Records shown:
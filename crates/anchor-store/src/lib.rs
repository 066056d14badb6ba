//! Document store boundary for the lot anchoring service.
//!
//! The anchoring core treats the database holding status records as an
//! external collaborator. It only needs to insert a record and get back its
//! identifier, and to find a record by identifier. Updates and listings
//! exist for the reconciliation sweep and for exercising tamper detection.
//!
//! # Storage Backends
//!
//! All backends implement the [`DocumentStore`] trait:
//!
//! - [`InMemoryDocumentStore`] -- `HashMap`-based store for tests and embedding

pub mod error;
pub mod memory;
pub mod traits;

pub use error::{StoreError, StoreResult};
pub use memory::InMemoryDocumentStore;
pub use traits::DocumentStore;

Instructions to follow:
For every line of the listing, produce an identical copy.

Solution for this exercise:
filename crates/anchor-store/src/lib.rs
repository 066056d14badb6ba
//! Document store boundary for the lot anchoring service.
//!
//! The anchoring core treats the database holding status records as an
//! external collaborator. It only needs to insert a record and get back its
//! identifier, and to find a record by identifier. Updates and listings
//! exist for the reconciliation sweep and for exercising tamper detection.
//!
//! # Storage Backends
//!
//! All backends implement the [`DocumentStore`] trait:
//!
//! - [`InMemoryDocumentStore`] -- `HashMap`-based store for tests and embedding

pub mod error;
pub mod memory;
pub mod traits;

pub use error::{StoreError, StoreResult};
pub use memory::InMemoryDocumentStore;
pub use traits::DocumentStore;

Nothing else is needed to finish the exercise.